Culture of nasal discharge is unreliable in the diagnosis of pulmonary bacterial infections, but is of value in the diagnosis of strangles (q.v.), a primary URT infection, although culture or polymerase chain reaction (PCR) analysis of guttural pouch lavage fluid is a much more sensitive method of strangles diagnosis. With chronic unilateral nasal discharges, which indicate a unilateral URT infection, nasal bacteriology is frequently worthless, as the recovered bacteria are usually secondary to sinusitis or to mycoses of the nasal cavity or guttural pouches. However, the recovery of pure and heavy fungal growths can suggest a URT mycosis (q.v.).



Transendoscopic tracheal aspirates


Cultures of RS, aspirated directly from the trachea using a bronchoscope, are more useful than nasal or nasopharyngeal swabs. However, they usually still have bacterial contamination from the URT and/or from the endoscope, even if the greatest care is taken during the nasal, nasopharyngeal and laryngeal passage of the endoscope.


URT contamination can be reduced by sealing the distal end of a sterile transendoscopic catheter with a plug of sterile agar, prior to inserting the sterilized endoscope into the trachea. Before RS collection, this plug is flushed out into the trachea, where it is harmless. More complex techniques such as telescopic sheathed catheters and endoscope sheaths have been developed to overcome URT contamination of tracheal aspirates. Contamination of RS by saliva can be reduced by starving the animal for 30 min prior to bronchoscopy and by rapid sample collection.


Direct transendoscopic aspiration of RS from the trachea is more desirable than a tracheal wash as it allows quantitative bacteriology to be performed. Enumeration of the numbers of bacteria present is also very important in assessing the significance of recoveries. Isolates ≥106 colony forming units (CFU)/mL RS are usually significant, particularly if a single type of a potentially pathogenic bacterium is present. Isolates ≤104CFU/mL are usually insignificant, especially when a mixed growth is obtained. However, it is essential that anaerobic as well as aerobic cultures be performed.



Transtracheal aspirates


Transtracheal aspirates constitute the most accurate technique for obtaining pulmonary RS samples for bacteriologic culture. After local anesthesia has been performed on a clipped and prepared distal midline cervical site, a 12–14G needle or cannula is inserted into the trachea. A sterile catheter is then aseptically inserted through the needle and directed caudally along the floor of the trachea to the thoracic inlet, where RS usually accumulates in the diseased animal.

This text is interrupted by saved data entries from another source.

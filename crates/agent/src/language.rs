//! Language normalization — into the working language and back.

use std::sync::Arc;

use fieldvoice_core::{Result, Translator};
use tracing::debug;

/// A user utterance alongside its working-language rendering.
#[derive(Debug, Clone, PartialEq)]
pub struct NormalizedText {
    /// The text exactly as the user sent it
    pub original: String,
    /// The text in the working language (same as `original` when no translation ran)
    pub working: String,
    /// Detected language code of `original`
    pub language: String,
}

impl NormalizedText {
    pub fn was_translated(&self) -> bool {
        self.original != self.working
    }
}

pub struct LanguageNormalizer {
    translator: Arc<dyn Translator>,
    working_language: String,
}

impl LanguageNormalizer {
    pub fn new(translator: Arc<dyn Translator>, working_language: impl Into<String>) -> Self {
        Self {
            translator,
            working_language: working_language.into(),
        }
    }

    pub fn working_language(&self) -> &str {
        &self.working_language
    }

    /// Detect the language of `text` and translate it into the working language.
    pub async fn normalize(&self, text: &str, user_id: &str) -> Result<NormalizedText> {
        let language = self.translator.detect_language(text, user_id).await?;

        let working = if language == self.working_language {
            text.to_string()
        } else {
            self.translator
                .translate(text, &language, &self.working_language, user_id)
                .await?
        };

        debug!(user_id, language = %language, translated = language != self.working_language, "Normalized input");

        Ok(NormalizedText {
            original: text.to_string(),
            working,
            language,
        })
    }

    /// Translate a working-language answer back into `language`.
    pub async fn restore(&self, answer: &str, language: &str, user_id: &str) -> Result<String> {
        if language == self.working_language {
            return Ok(answer.to_string());
        }
        Ok(self
            .translator
            .translate(answer, &self.working_language, language, user_id)
            .await?)
    }
}

#[cfg(test)]
mod tests {
    use super::*;
    use crate::test_helpers::ScriptedTranslator;
    use fieldvoice_core::Error;
    use fieldvoice_core::error::ProviderError;

    #[tokio::test]
    async fn working_language_input_is_not_translated() {
        let translator = Arc::new(ScriptedTranslator::new("en"));
        let normalizer = LanguageNormalizer::new(translator.clone(), "en");

        let text = normalizer.normalize("what kills aphids?", "u1").await.unwrap();
        assert_eq!(text.working, "what kills aphids?");
        assert_eq!(text.language, "en");
        assert!(!text.was_translated());
        assert!(translator.translations().is_empty());
    }

    #[tokio::test]
    async fn foreign_input_round_trips_through_translator() {
        let translator = Arc::new(ScriptedTranslator::new("zu"));
        let normalizer = LanguageNormalizer::new(translator.clone(), "en");

        let text = normalizer.normalize("Sawubona", "u1").await.unwrap();
        assert_eq!(text.working, "[zu->en] Sawubona");
        assert!(text.was_translated());

        let back = normalizer.restore("Use ProductX", &text.language, "u1").await.unwrap();
        assert_eq!(back, "[en->zu] Use ProductX");
        assert_eq!(translator.translations().len(), 2);
    }

    #[tokio::test]
    async fn translator_failure_fails_normalization() {
        let translator = Arc::new(ScriptedTranslator::failing(ProviderError::Network("down".into())));
        let normalizer = LanguageNormalizer::new(translator, "en");

        let err = normalizer.normalize("hello", "u1").await.unwrap_err();
        assert!(matches!(err, Error::Provider(ProviderError::Network(_))));
    }
}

If RS cannot be directly aspirated after repeated attempts, 20–50 mL sterile saline can be flushed down the catheter and the resultant “tracheal wash” aspirated. This latter step will, however, preclude quantification of isolates. Occasionally a subcutaneous abscess or emphysema (q.v.) will develop after tracheal puncture.





VIROLOGIC EXAMINATIONS


Virus isolation is useful only during the very early febrile stages of respiratory infections. Nasal or nasopharyngeal swabs should immediately be placed in virus transport medium, cooled and transported within 24 h to a specialized laboratory. If an equine herpesvirus infection (q.v.) is suspected, a blood culture is also worthwhile. Because of the short duration of virus shedding and the fragility of such isolates, even with good collection, transport and laboratory techniques, many viral cultures will be negative.


Many immunologic techniques are being developed worldwide that can give rapid diagnosis of viral infections, including an ELISA test for equine influenza (q.v.) that can give a diagnosis within 24 h, PCR tests for tissue samples for equine herpesvirus (q.v.), and PCR tests for tissue and semen samples for equine viral arteritis (q.v.) that can give results within a couple of days.


Retrospective diagnosis of viral respiratory infections can be obtained by virus serology. An initial sample should be taken as early as possible during the course of the disease and a second 2 wk later. The information from such virologic studies may not be available rapidly enough to help the clinical management of individual cases but it can give invaluable information for the development of effective vaccine strategies.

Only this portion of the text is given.